- Born: Donald Russell Aickin 31 October 1934
- Died: 29 August 2019 (aged 84) Christchurch, New Zealand
- Education: University of Otago (MB ChB) University of Melbourne (MD)
- Scientific career
- Fields: Obstetrics and gynaecology
- Workplaces: University of Otago, Christchurch
- Thesis: Prediction of fetal risk by maternal blood oestrogen measurement (1972)

= Don Aickin =

New Zealand obstetrician and gynaecologist (1934–2019)

Donald Russell Aickin (31 October 1934 – 29 August 2019) was a New Zealand obstetrician and gynaecologist. He was professor of obstetrics and gynaecology at the University of Otago Christchurch School of Medicine from 1972 until his retirement in 2000 when he was conferred professor emeritus.

==Biography==
Born in 1934, Aickin studied medicine at the University of Otago, graduating MB ChB in 1958. Later, in 1972, he completed a Doctor of Medicine degree at the University of Melbourne; the title of his MD thesis was Prediction of fetal risk by maternal blood oestrogen measurement.

In 1972, Aickin was appointed as head of department and professor of obstetrics and gynaecology at the University of Otago Christchurch School of Medicine.

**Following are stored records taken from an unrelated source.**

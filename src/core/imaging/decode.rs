//! Fast image decoding with format-specific optimizations.
//!
//! Uses zune-jpeg for JPEG data (1.5-2x faster than image crate),
//! falls back to image crate for other formats.

use crate::error::AcquireError;
use image::{DynamicImage, ImageBuffer, Luma, Rgb, Rgba};
use std::fs;
use std::path::Path;
use zune_core::colorspace::ColorSpace;
use zune_core::options::DecoderOptions;
use zune_jpeg::JpegDecoder;

const JPEG_MAGIC: [u8; 3] = [0xFF, 0xD8, 0xFF];

/// Encoded formats that get a dedicated decoder
#[derive(Debug, Clone, Copy, PartialEq, Eq)]
pub enum ImageFormat {
    Jpeg,
    Other,
}

impl ImageFormat {
    /// Detect format from file extension
    pub fn from_path(path: &Path) -> Self {
        match path
            .extension()
            .and_then(|e| e.to_str())
            .map(|e| e.to_lowercase())
            .as_deref()
        {
            Some("jpg" | "jpeg") => Self::Jpeg,
            _ => Self::Other,
        }
    }

    /// Detect format from the leading magic bytes
    pub fn sniff(bytes: &[u8]) -> Self {
        if bytes.starts_with(&JPEG_MAGIC) {
            Self::Jpeg
        } else {
            Self::Other
        }
    }
}

/// Image decoder that picks the fastest available backend per format
pub struct FastDecoder;

impl FastDecoder {
    /// Decode an image file.
    ///
    /// - JPEG: Uses zune-jpeg, falling back to image crate on failure
    /// - Other formats: image crate
    pub fn decode(path: &Path) -> Result<DynamicImage, AcquireError> {
        let bytes = fs::read(path).map_err(|e| AcquireError::Io {
            path: path.to_path_buf(),
            source: e,
        })?;
        let origin = path.display().to_string();
        let format = match ImageFormat::from_path(path) {
            ImageFormat::Jpeg => ImageFormat::Jpeg,
            ImageFormat::Other => ImageFormat::sniff(&bytes),
        };
        Self::decode_with_format(&bytes, format, &origin)
    }

    /// Decode an in-memory encoded image (e.g. a downloaded buffer)
    pub fn decode_bytes(bytes: &[u8]) -> Result<DynamicImage, AcquireError> {
        Self::decode_with_format(bytes, ImageFormat::sniff(bytes), "<buffer>")
    }

    fn decode_with_format(
        bytes: &[u8],
        format: ImageFormat,
        origin: &str,
    ) -> Result<DynamicImage, AcquireError> {
        if bytes.is_empty() {
            return Err(AcquireError::EmptyImage {
                origin: origin.to_string(),
            });
        }
        let image = match format {
            ImageFormat::Jpeg => {
                Self::decode_jpeg(bytes, origin).or_else(|_| Self::decode_fallback(bytes, origin))
            }
            ImageFormat::Other => Self::decode_fallback(bytes, origin),
        }?;

        if image.width() == 0 || image.height() == 0 {
            return Err(AcquireError::EmptyImage {
                origin: origin.to_string(),
            });
        }
        tracing::trace!(origin, width = image.width(), height = image.height(), "decoded image");
        Ok(image)
    }

    /// Fast JPEG decoding using zune-jpeg
    fn decode_jpeg(bytes: &[u8], origin: &str) -> Result<DynamicImage, AcquireError> {
        let decode_error = |reason: String| AcquireError::Decode {
            origin: origin.to_string(),
            reason,
        };

        let options = DecoderOptions::new_fast().jpeg_set_out_colorspace(ColorSpace::RGB);
        let mut decoder = JpegDecoder::new_with_options(bytes, options);

        let pixels = decoder
            .decode()
            .map_err(|e| decode_error(format!("zune-jpeg decode failed: {:?}", e)))?;

        let info = decoder
            .info()
            .ok_or_else(|| decode_error("Failed to get image info".to_string()))?;

        let width = info.width as u32;
        let height = info.height as u32;

        // Get actual output colorspace after decoding
        let out_colorspace = decoder.get_output_colorspace().unwrap_or(ColorSpace::RGB);

        let image = match out_colorspace {
            ColorSpace::RGB => {
                let buffer: ImageBuffer<Rgb<u8>, Vec<u8>> =
                    ImageBuffer::from_raw(width, height, pixels)
                        .ok_or_else(|| decode_error("Failed to create RGB buffer".to_string()))?;
                DynamicImage::ImageRgb8(buffer)
            }
            ColorSpace::RGBA => {
                let buffer: ImageBuffer<Rgba<u8>, Vec<u8>> =
                    ImageBuffer::from_raw(width, height, pixels)
                        .ok_or_else(|| decode_error("Failed to create RGBA buffer".to_string()))?;
                DynamicImage::ImageRgba8(buffer)
            }
            ColorSpace::Luma => {
                let buffer: ImageBuffer<Luma<u8>, Vec<u8>> =
                    ImageBuffer::from_raw(width, height, pixels)
                        .ok_or_else(|| decode_error("Failed to create Luma buffer".to_string()))?;
                DynamicImage::ImageLuma8(buffer)
            }
            other => {
                return Err(decode_error(format!("unsupported colorspace {:?}", other)));
            }
        };

        Ok(image)
    }

    fn decode_fallback(bytes: &[u8], origin: &str) -> Result<DynamicImage, AcquireError> {
        image::load_from_memory(bytes).map_err(|e| AcquireError::Decode {
            origin: origin.to_string(),
            reason: e.to_string(),
        })
    }
}

#[cfg(test)]
mod tests {
    use super::*;
    use std::io::Cursor;

    fn encoded_png() -> Vec<u8> {
        let image = DynamicImage::ImageRgb8(ImageBuffer::from_fn(4, 3, |x, y| {
            Rgb([(x * 60) as u8, (y * 80) as u8, 10])
        }));
        let mut bytes = Vec::new();
        image
            .write_to(&mut Cursor::new(&mut bytes), image::ImageFormat::Png)
            .unwrap();
        bytes
    }

    #[test]
    fn format_detection_jpeg() {
        assert_eq!(ImageFormat::from_path(Path::new("photo.jpg")), ImageFormat::Jpeg);
        assert_eq!(ImageFormat::from_path(Path::new("photo.JPEG")), ImageFormat::Jpeg);
        assert_eq!(ImageFormat::from_path(Path::new("photo.png")), ImageFormat::Other);
    }

    #[test]
    fn sniff_detects_jpeg_magic() {
        assert_eq!(ImageFormat::sniff(&[0xFF, 0xD8, 0xFF, 0xE0]), ImageFormat::Jpeg);
        assert_eq!(ImageFormat::sniff(b"\x89PNG"), ImageFormat::Other);
        assert_eq!(ImageFormat::sniff(&[]), ImageFormat::Other);
    }

    #[test]
    fn decode_bytes_reads_png() {
        let image = FastDecoder::decode_bytes(&encoded_png()).unwrap();
        assert_eq!((image.width(), image.height()), (4, 3));
    }

    #[test]
    fn decode_bytes_rejects_garbage() {
        let result = FastDecoder::decode_bytes(b"this is not an image");
        assert!(matches!(result, Err(AcquireError::Decode { .. })));
    }

    #[test]
    fn decode_bytes_rejects_empty() {
        assert!(matches!(
            FastDecoder::decode_bytes(&[]),
            Err(AcquireError::EmptyImage { .. })
        ));
    }

    #[test]
    fn decode_missing_file_is_io_error() {
        let result = FastDecoder::decode(Path::new("/definitely/not/here.png"));
        assert!(matches!(result, Err(AcquireError::Io { .. })));
    }
}
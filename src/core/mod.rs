//! # Core Module
//!
//! The fingerprint engine.
//!
//! ## Modules
//! - `fingerprint` - Arbitrary-precision fingerprint values
//! - `popcount` - Hardware and portable bit counting
//! - `median` - Tie-sensitive median used by IDHash
//! - `grid` - Pixel grids consumed by the algorithms
//! - `imaging` - Decoding, alpha flattening, grayscale and resizing
//! - `hasher` - dHash and IDHash algorithms and their distances
//! - `batch` - Parallel fingerprinting of many sources

pub mod batch;
pub mod fingerprint;
pub mod grid;
pub mod hasher;
pub mod imaging;
pub mod median;
pub mod popcount;

// Re-export commonly used types
pub use fingerprint::Fingerprint;
pub use grid::PixelGrid;
pub use hasher::{HashAlgorithmKind, HasherConfig, ImageHashValue, PerceptualHash};
pub use imaging::{ImageSource, ResizeFilter};
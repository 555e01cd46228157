//! Tracing setup runs in its own test binary: the global subscriber can only
//! be installed once per process.

use photo_fingerprint::{init_tracing, FingerprintError};

#[test]
fn init_tracing_installs_once() {
    assert!(init_tracing().is_ok());
    assert!(matches!(init_tracing(), Err(FingerprintError::Config(_))));
}
//! Arbitrary-precision fingerprint values.
//!
//! A [`Fingerprint`] is a non-negative integer of unbounded width. Its width is
//! never stored: the algorithm and size parameter that produced it determine
//! how many bits are meaningful.

use super::popcount::PopcountBackend;
use serde::{de, Deserialize, Deserializer, Serialize, Serializer};
use std::fmt;
use std::ops::{BitAnd, BitOr, BitXor, Shl, Shr};

/// Non-negative big integer stored as little-endian 64-bit limbs.
///
/// Always normalized: no trailing zero limbs, so zero has no limbs at all and
/// derived equality matches numeric equality.
#[derive(Debug, Clone, Default, PartialEq, Eq, Hash)]
pub struct Fingerprint {
    limbs: Vec<u64>,
}

impl Fingerprint {
    /// The zero fingerprint
    pub fn zero() -> Self {
        Self { limbs: Vec::new() }
    }

    /// Build from little-endian limbs
    pub fn from_limbs(limbs: Vec<u64>) -> Self {
        let mut fingerprint = Self { limbs };
        fingerprint.normalize();
        fingerprint
    }

    /// Interpret a bit sequence as a base-2 number, first bit most significant
    pub fn from_bits<I>(bits: I) -> Self
    where
        I: IntoIterator<Item = bool>,
    {
        let bits: Vec<bool> = bits.into_iter().collect();
        let len = bits.len();
        let mut fingerprint = Self {
            limbs: vec![0; len.div_ceil(64)],
        };
        for (i, bit) in bits.into_iter().enumerate() {
            if bit {
                fingerprint.set_bit((len - 1 - i) as u64);
            }
        }
        fingerprint.normalize();
        fingerprint
    }

    /// Concatenate equal-width bands, first band most significant
    pub fn concat_bands(bands: &[Fingerprint], band_width: u32) -> Self {
        bands
            .iter()
            .fold(Self::zero(), |acc, band| &(&acc << band_width) | band)
    }

    /// Little-endian limbs
    pub fn limbs(&self) -> &[u64] {
        &self.limbs
    }

    pub fn is_zero(&self) -> bool {
        self.limbs.is_empty()
    }

    /// Number of bits needed to represent the value (0 for zero)
    pub fn bit_len(&self) -> u64 {
        match self.limbs.last() {
            Some(top) => (self.limbs.len() as u64 - 1) * 64 + (64 - top.leading_zeros() as u64),
            None => 0,
        }
    }

    /// Number of bytes needed to represent the value
    pub fn byte_len(&self) -> u64 {
        self.bit_len().div_ceil(8)
    }

    /// Whether bit `pos` (0 = least significant) is set
    pub fn bit(&self, pos: u64) -> bool {
        let limb = (pos / 64) as usize;
        self.limbs
            .get(limb)
            .is_some_and(|word| word >> (pos % 64) & 1 == 1)
    }

    /// Whether the value does not fit in a single machine word
    pub fn exceeds_word(&self) -> bool {
        self.limbs.len() > 1
    }

    /// Population count using the process-wide backend
    pub fn count_ones(&self) -> u32 {
        self.count_ones_with(PopcountBackend::active())
    }

    /// Population count using a specific backend
    pub fn count_ones_with(&self, backend: PopcountBackend) -> u32 {
        backend.count_ones(&self.limbs)
    }

    /// Lowercase hexadecimal without prefix ("0" for zero)
    pub fn to_hex(&self) -> String {
        format!("{:x}", self)
    }

    /// Parse lowercase or uppercase hexadecimal, optionally prefixed with `0x`
    pub fn from_hex(text: &str) -> Option<Self> {
        let digits = text.strip_prefix("0x").unwrap_or(text);
        if digits.is_empty() {
            return None;
        }
        let nibbles = digits
            .chars()
            .rev()
            .map(|c| c.to_digit(16).map(u64::from))
            .collect::<Option<Vec<u64>>>()?;
        let limbs = nibbles
            .chunks(16)
            .map(|chunk| {
                chunk
                    .iter()
                    .enumerate()
                    .fold(0u64, |word, (i, nibble)| word | nibble << (4 * i))
            })
            .collect();
        Some(Self::from_limbs(limbs))
    }

    fn set_bit(&mut self, pos: u64) {
        let limb = (pos / 64) as usize;
        if limb >= self.limbs.len() {
            self.limbs.resize(limb + 1, 0);
        }
        self.limbs[limb] |= 1 << (pos % 64);
    }

    fn normalize(&mut self) {
        while self.limbs.last() == Some(&0) {
            self.limbs.pop();
        }
    }

    fn zip_limbs(&self, other: &Self, op: impl Fn(u64, u64) -> u64) -> Self {
        let len = self.limbs.len().max(other.limbs.len());
        let limbs = (0..len)
            .map(|i| {
                let a = self.limbs.get(i).copied().unwrap_or(0);
                let b = other.limbs.get(i).copied().unwrap_or(0);
                op(a, b)
            })
            .collect();
        Self::from_limbs(limbs)
    }
}

impl From<u64> for Fingerprint {
    fn from(value: u64) -> Self {
        Self::from_limbs(vec![value])
    }
}

impl From<u128> for Fingerprint {
    fn from(value: u128) -> Self {
        Self::from_limbs(vec![value as u64, (value >> 64) as u64])
    }
}

impl BitXor for &Fingerprint {
    type Output = Fingerprint;

    fn bitxor(self, rhs: Self) -> Fingerprint {
        self.zip_limbs(rhs, |a, b| a ^ b)
    }
}

impl BitAnd for &Fingerprint {
    type Output = Fingerprint;

    fn bitand(self, rhs: Self) -> Fingerprint {
        self.zip_limbs(rhs, |a, b| a & b)
    }
}

impl BitOr for &Fingerprint {
    type Output = Fingerprint;

    fn bitor(self, rhs: Self) -> Fingerprint {
        self.zip_limbs(rhs, |a, b| a | b)
    }
}

impl Shl<u32> for &Fingerprint {
    type Output = Fingerprint;

    fn shl(self, bits: u32) -> Fingerprint {
        if self.is_zero() {
            return Fingerprint::zero();
        }
        let limb_shift = (bits / 64) as usize;
        let bit_shift = bits % 64;
        let mut limbs = vec![0u64; limb_shift];
        limbs.reserve(self.limbs.len() + 1);
        let mut carry = 0u64;
        for &word in &self.limbs {
            limbs.push(word << bit_shift | carry);
            carry = if bit_shift == 0 {
                0
            } else {
                word >> (64 - bit_shift)
            };
        }
        limbs.push(carry);
        Fingerprint::from_limbs(limbs)
    }
}

impl Shr<u32> for &Fingerprint {
    type Output = Fingerprint;

    fn shr(self, bits: u32) -> Fingerprint {
        let limb_shift = (bits / 64) as usize;
        let bit_shift = bits % 64;
        if limb_shift >= self.limbs.len() {
            return Fingerprint::zero();
        }
        let source = &self.limbs[limb_shift..];
        let limbs = source
            .iter()
            .enumerate()
            .map(|(i, &word)| {
                let high = match source.get(i + 1) {
                    Some(&next) if bit_shift > 0 => next << (64 - bit_shift),
                    _ => 0,
                };
                word >> bit_shift | high
            })
            .collect();
        Fingerprint::from_limbs(limbs)
    }
}

impl fmt::LowerHex for Fingerprint {
    fn fmt(&self, f: &mut fmt::Formatter<'_>) -> fmt::Result {
        let mut limbs = self.limbs.iter().rev();
        match limbs.next() {
            Some(top) => write!(f, "{:x}", top)?,
            None => return write!(f, "0"),
        }
        for word in limbs {
            write!(f, "{:016x}", word)?;
        }
        Ok(())
    }
}

impl fmt::Display for Fingerprint {
    fn fmt(&self, f: &mut fmt::Formatter<'_>) -> fmt::Result {
        write!(f, "{:x}", self)
    }
}

impl Serialize for Fingerprint {
    fn serialize<S: Serializer>(&self, serializer: S) -> Result<S::Ok, S::Error> {
        serializer.serialize_str(&self.to_hex())
    }
}

impl<'de> Deserialize<'de> for Fingerprint {
    fn deserialize<D: Deserializer<'de>>(deserializer: D) -> Result<Self, D::Error> {
        let text = String::deserialize(deserializer)?;
        Fingerprint::from_hex(&text)
            .ok_or_else(|| de::Error::custom(format!("invalid fingerprint hex: {text:?}")))
    }
}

In 2000, following his retirement, he was conferred the title of professor emeritus. Aickin was a Fellow of the Royal College of Obstetricians and Gynaecologists, the Royal New Zealand College of Obstetricians and Gynaecologists, the Royal College of Surgeons of Edinburgh and the Royal Australasian College of Surgeons.

==Death==

Aickin died in Christchurch on 29 August 2019.